* _Material shown_

━━━━━━━━━━━━━━━━━━━━━━━━━━━━━━

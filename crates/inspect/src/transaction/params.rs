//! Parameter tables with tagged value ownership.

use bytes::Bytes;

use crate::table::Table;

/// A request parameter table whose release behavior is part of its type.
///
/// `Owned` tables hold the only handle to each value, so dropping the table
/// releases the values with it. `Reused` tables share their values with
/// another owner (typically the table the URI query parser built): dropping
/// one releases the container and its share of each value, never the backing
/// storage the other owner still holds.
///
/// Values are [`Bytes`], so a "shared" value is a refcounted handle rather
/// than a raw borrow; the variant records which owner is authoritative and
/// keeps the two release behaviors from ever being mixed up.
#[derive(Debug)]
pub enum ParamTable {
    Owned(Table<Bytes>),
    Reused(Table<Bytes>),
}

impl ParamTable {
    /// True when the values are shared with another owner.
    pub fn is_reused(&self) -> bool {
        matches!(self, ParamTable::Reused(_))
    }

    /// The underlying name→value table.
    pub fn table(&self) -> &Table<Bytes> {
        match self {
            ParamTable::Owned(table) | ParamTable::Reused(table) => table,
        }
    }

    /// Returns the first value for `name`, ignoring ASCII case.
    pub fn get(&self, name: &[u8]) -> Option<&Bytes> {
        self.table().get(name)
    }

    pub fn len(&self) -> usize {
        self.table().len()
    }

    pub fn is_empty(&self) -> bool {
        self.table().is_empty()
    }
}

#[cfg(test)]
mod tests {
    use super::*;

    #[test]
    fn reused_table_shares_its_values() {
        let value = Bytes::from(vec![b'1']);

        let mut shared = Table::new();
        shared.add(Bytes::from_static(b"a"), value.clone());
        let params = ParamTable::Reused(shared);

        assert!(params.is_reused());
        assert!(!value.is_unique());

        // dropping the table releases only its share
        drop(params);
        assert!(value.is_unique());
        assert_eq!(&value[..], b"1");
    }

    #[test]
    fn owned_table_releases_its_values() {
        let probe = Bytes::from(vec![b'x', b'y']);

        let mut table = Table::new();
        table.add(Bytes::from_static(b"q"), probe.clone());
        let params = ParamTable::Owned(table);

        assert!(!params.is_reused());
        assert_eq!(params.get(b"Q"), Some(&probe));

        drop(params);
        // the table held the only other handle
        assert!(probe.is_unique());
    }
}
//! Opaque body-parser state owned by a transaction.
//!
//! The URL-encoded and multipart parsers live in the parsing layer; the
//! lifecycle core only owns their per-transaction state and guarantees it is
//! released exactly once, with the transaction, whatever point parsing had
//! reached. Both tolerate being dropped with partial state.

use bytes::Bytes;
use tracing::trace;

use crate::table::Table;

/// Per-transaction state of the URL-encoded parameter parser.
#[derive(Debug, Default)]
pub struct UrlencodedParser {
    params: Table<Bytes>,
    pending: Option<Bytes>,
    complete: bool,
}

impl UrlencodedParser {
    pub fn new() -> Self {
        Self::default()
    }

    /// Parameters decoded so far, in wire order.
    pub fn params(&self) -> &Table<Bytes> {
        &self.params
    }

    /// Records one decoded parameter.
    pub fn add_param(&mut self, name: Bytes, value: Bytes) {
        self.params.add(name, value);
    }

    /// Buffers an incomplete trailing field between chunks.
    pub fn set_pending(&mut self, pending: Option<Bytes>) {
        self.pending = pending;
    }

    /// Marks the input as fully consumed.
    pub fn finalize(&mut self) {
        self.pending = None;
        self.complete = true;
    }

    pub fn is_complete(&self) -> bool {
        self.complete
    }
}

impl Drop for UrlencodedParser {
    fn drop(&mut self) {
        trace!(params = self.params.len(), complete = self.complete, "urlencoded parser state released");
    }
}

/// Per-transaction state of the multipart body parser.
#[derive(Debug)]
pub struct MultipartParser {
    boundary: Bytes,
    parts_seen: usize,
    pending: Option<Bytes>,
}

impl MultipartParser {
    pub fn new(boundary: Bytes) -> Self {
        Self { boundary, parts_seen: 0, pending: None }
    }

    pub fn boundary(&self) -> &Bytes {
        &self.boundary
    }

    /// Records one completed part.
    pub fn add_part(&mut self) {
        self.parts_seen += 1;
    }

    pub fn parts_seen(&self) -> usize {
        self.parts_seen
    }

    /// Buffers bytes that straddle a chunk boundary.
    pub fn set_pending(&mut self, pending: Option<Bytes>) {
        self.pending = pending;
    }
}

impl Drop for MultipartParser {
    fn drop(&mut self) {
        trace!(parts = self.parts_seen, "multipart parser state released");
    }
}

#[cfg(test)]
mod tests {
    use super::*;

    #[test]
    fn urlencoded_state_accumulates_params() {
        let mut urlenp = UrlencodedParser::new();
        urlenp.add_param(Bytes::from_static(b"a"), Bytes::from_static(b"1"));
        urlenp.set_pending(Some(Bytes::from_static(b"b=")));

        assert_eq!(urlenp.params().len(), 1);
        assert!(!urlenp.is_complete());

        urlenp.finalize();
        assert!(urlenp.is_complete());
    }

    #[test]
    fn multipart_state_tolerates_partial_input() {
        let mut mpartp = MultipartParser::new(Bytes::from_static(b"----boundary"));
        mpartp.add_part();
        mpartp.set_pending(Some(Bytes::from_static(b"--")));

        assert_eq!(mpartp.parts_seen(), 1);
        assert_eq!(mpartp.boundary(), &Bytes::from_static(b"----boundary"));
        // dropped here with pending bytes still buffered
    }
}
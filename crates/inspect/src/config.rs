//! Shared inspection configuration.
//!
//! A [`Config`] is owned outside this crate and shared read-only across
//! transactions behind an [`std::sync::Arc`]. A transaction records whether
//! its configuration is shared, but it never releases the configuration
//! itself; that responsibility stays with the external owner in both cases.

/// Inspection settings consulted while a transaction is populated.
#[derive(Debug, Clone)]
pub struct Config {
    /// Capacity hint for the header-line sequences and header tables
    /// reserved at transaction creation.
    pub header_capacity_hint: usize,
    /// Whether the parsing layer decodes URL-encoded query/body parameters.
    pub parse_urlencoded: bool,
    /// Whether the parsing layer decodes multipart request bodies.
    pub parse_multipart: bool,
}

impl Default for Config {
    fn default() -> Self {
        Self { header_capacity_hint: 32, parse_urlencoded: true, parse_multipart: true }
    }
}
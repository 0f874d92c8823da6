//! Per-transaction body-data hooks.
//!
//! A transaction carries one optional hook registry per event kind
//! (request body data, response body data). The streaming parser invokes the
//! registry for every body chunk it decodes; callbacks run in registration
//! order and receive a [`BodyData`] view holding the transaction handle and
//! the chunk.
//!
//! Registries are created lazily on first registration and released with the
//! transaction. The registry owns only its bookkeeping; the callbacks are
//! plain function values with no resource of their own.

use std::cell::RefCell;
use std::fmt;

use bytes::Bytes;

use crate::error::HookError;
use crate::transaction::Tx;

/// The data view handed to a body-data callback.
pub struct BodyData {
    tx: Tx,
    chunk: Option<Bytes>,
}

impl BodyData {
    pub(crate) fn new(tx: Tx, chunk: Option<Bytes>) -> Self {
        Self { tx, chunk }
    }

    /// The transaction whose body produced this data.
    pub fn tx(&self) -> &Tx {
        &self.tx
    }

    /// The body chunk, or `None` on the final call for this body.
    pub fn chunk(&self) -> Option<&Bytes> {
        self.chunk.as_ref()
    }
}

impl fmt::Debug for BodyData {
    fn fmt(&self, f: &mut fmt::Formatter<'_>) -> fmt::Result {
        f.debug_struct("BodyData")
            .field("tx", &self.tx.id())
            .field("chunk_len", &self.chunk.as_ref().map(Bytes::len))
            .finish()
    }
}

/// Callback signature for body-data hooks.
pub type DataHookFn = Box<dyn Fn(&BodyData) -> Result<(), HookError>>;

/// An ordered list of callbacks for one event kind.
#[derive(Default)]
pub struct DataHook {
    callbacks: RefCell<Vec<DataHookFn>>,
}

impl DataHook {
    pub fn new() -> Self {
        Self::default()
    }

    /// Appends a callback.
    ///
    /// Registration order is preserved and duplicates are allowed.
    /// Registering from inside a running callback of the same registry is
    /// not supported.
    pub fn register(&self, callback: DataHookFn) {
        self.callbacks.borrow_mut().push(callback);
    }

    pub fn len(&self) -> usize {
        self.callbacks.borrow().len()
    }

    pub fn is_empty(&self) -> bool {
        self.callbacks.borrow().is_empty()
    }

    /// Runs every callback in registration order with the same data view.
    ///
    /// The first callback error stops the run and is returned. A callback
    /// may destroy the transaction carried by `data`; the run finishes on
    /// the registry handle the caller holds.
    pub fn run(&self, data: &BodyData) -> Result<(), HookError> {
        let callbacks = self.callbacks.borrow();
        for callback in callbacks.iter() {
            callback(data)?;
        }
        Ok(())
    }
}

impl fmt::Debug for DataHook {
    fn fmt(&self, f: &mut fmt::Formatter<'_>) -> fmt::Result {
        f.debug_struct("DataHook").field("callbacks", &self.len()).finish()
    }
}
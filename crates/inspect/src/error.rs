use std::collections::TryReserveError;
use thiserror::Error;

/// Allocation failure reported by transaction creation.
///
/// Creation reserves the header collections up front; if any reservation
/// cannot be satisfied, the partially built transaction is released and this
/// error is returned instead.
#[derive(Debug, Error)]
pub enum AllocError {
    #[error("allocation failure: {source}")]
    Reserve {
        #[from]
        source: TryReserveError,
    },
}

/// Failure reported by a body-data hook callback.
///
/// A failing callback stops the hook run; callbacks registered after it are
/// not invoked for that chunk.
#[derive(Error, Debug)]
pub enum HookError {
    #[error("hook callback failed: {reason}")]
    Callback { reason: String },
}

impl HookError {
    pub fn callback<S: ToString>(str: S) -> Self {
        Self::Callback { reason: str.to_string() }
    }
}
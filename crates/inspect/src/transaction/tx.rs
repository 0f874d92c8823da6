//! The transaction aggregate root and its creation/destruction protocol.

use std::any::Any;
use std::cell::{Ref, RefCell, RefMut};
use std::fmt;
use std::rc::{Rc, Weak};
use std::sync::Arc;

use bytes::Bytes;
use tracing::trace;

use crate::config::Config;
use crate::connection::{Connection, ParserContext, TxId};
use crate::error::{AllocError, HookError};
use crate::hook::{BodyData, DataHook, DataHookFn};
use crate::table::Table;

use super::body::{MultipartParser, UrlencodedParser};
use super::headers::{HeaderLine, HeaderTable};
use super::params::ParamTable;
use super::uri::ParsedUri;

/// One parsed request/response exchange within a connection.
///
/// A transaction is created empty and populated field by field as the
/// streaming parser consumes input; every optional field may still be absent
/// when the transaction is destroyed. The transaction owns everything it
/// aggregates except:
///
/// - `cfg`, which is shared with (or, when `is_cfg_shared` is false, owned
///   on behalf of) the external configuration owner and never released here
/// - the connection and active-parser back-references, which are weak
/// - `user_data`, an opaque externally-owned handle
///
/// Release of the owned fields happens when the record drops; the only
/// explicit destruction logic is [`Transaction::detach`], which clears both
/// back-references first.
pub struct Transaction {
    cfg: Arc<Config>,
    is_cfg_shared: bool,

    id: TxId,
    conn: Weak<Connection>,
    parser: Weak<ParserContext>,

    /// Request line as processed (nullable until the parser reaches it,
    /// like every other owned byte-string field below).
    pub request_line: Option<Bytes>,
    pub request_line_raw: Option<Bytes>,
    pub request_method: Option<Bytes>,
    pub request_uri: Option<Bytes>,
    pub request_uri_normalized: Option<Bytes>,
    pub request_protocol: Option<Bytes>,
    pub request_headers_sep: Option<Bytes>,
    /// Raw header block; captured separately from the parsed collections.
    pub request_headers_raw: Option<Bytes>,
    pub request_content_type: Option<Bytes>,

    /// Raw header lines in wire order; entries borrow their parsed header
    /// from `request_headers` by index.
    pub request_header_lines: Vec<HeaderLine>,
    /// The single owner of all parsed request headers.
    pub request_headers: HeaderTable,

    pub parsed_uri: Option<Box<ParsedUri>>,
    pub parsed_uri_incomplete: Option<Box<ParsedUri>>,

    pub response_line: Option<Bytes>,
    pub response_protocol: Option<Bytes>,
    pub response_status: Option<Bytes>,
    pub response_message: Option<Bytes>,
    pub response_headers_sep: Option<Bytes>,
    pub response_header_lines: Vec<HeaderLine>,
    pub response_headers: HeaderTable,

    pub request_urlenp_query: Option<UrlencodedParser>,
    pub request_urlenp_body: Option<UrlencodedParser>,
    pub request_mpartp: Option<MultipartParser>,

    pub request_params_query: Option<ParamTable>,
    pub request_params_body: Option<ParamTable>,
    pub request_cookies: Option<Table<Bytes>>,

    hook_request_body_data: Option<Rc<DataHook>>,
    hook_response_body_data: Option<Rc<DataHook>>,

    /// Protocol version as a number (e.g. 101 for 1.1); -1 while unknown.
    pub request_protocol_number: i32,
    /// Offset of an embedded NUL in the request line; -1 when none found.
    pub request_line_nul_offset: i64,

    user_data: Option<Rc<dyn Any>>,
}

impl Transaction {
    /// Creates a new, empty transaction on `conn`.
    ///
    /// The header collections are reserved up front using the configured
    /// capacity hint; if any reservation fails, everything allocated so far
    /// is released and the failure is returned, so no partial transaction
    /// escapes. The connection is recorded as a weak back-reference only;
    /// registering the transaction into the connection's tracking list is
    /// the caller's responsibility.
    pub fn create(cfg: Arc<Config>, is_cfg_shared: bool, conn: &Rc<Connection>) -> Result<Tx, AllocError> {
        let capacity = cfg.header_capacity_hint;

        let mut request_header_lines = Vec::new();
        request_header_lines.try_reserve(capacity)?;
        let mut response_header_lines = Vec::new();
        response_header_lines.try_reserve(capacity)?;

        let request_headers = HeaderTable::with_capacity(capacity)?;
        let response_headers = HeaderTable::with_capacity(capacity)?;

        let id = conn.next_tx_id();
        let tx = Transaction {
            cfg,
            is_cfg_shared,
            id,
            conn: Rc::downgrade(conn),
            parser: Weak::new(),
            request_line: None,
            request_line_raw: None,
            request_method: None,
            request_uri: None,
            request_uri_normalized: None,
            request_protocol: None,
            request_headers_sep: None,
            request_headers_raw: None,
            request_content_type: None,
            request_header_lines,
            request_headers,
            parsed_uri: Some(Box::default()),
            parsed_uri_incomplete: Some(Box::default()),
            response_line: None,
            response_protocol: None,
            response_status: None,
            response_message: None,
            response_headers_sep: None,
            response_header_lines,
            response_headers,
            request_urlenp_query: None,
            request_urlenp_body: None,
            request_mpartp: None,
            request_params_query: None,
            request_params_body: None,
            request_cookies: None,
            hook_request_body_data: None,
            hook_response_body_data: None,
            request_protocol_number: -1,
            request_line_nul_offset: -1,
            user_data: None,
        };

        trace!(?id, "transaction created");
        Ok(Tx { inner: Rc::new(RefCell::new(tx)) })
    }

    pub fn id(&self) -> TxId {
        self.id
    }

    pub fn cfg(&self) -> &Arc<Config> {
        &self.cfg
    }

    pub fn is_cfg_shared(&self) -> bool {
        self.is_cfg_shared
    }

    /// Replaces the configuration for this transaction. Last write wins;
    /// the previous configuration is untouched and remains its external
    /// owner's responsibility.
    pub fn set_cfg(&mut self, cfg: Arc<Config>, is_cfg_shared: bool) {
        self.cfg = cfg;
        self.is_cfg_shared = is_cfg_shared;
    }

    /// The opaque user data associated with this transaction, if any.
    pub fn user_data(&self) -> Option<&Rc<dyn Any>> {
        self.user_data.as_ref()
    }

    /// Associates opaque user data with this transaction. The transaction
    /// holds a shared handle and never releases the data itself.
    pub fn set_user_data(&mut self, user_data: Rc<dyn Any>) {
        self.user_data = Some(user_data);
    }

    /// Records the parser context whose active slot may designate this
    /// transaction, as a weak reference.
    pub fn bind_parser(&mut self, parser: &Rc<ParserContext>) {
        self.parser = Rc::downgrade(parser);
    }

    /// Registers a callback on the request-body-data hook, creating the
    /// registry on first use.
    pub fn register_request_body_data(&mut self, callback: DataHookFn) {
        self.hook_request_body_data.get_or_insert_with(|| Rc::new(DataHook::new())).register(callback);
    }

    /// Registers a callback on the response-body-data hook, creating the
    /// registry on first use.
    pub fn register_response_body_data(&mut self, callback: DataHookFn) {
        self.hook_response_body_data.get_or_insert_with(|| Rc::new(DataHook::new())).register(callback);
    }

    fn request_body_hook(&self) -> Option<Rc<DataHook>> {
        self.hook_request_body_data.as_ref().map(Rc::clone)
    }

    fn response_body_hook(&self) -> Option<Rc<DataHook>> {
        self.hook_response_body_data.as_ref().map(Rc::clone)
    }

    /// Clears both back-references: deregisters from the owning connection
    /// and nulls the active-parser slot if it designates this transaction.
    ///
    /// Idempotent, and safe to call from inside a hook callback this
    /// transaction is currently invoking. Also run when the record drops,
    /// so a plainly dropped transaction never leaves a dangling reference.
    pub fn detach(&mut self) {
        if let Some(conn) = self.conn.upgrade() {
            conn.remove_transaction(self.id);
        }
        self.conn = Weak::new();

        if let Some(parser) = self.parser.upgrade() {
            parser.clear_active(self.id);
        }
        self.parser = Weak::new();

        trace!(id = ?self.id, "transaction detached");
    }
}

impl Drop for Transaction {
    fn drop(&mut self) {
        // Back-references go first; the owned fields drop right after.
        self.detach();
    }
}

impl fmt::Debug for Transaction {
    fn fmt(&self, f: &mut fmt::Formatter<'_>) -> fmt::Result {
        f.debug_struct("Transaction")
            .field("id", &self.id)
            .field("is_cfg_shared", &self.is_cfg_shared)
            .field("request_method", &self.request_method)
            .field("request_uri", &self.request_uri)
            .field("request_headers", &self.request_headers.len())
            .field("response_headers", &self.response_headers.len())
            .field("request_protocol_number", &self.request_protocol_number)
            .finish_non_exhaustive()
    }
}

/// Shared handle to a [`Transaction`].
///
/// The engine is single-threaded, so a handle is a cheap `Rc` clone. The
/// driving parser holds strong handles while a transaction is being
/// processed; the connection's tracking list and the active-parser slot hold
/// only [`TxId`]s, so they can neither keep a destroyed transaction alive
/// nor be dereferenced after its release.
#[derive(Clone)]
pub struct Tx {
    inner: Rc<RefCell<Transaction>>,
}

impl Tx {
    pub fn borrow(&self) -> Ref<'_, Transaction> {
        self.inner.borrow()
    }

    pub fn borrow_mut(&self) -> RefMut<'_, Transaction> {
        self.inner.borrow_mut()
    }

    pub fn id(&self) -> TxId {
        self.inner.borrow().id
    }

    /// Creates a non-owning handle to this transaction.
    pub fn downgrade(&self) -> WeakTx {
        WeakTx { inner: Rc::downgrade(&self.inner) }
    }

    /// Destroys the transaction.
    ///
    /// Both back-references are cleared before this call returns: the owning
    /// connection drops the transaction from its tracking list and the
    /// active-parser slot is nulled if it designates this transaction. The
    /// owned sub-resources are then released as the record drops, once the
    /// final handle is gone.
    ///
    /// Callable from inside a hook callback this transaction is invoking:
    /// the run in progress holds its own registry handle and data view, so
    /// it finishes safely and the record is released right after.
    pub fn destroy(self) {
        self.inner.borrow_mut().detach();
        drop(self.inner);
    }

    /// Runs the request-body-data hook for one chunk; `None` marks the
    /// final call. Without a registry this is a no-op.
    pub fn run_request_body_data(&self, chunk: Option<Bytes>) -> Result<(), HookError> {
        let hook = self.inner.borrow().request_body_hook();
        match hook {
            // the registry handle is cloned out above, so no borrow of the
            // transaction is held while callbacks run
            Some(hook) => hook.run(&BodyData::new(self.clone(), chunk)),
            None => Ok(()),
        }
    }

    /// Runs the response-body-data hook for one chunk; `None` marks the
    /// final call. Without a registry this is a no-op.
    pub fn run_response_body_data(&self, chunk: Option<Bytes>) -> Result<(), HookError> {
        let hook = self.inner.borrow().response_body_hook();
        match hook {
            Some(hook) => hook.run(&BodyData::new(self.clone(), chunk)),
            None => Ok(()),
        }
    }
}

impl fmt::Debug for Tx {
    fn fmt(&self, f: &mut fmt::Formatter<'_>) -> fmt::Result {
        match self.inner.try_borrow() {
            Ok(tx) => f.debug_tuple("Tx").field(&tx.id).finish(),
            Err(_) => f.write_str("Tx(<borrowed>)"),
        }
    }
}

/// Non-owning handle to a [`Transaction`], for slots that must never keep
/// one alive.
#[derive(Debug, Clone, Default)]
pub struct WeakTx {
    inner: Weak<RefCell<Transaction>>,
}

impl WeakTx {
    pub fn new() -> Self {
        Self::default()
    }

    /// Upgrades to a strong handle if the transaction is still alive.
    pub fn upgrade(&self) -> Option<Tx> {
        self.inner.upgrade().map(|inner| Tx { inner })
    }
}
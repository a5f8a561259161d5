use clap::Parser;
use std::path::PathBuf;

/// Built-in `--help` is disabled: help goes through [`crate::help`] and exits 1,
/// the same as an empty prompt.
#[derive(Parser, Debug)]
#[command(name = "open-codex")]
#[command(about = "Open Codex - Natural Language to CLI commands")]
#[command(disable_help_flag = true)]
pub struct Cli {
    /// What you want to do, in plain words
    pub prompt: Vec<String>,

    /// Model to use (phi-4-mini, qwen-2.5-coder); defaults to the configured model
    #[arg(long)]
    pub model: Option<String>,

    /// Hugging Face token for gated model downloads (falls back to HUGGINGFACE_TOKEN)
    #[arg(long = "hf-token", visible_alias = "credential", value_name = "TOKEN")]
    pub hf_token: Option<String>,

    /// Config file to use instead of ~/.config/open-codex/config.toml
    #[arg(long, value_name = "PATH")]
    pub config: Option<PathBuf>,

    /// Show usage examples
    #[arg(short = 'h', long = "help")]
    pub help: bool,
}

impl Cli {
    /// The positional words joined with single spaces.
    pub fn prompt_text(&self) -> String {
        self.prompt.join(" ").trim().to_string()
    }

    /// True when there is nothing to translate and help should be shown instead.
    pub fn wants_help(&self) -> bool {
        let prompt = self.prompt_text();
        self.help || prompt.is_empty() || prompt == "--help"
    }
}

━━━━━━━━━━━━━━━━━━━━━━━━━━━━━━

Your answer should be exactly the lines of the data above, from the first through the line containing "parser built): dropping".

* _Answer space_
filename crates/inspect/src/transaction/params.rs
//! Parameter tables with tagged value ownership.

use bytes::Bytes;

use crate::table::Table;

/// A request parameter table whose release behavior is part of its type.
///
/// `Owned` tables hold the only handle to each value, so dropping the table
/// releases the values with it. `Reused` tables share their values with
/// another owner (typically the table the URI query parser built): dropping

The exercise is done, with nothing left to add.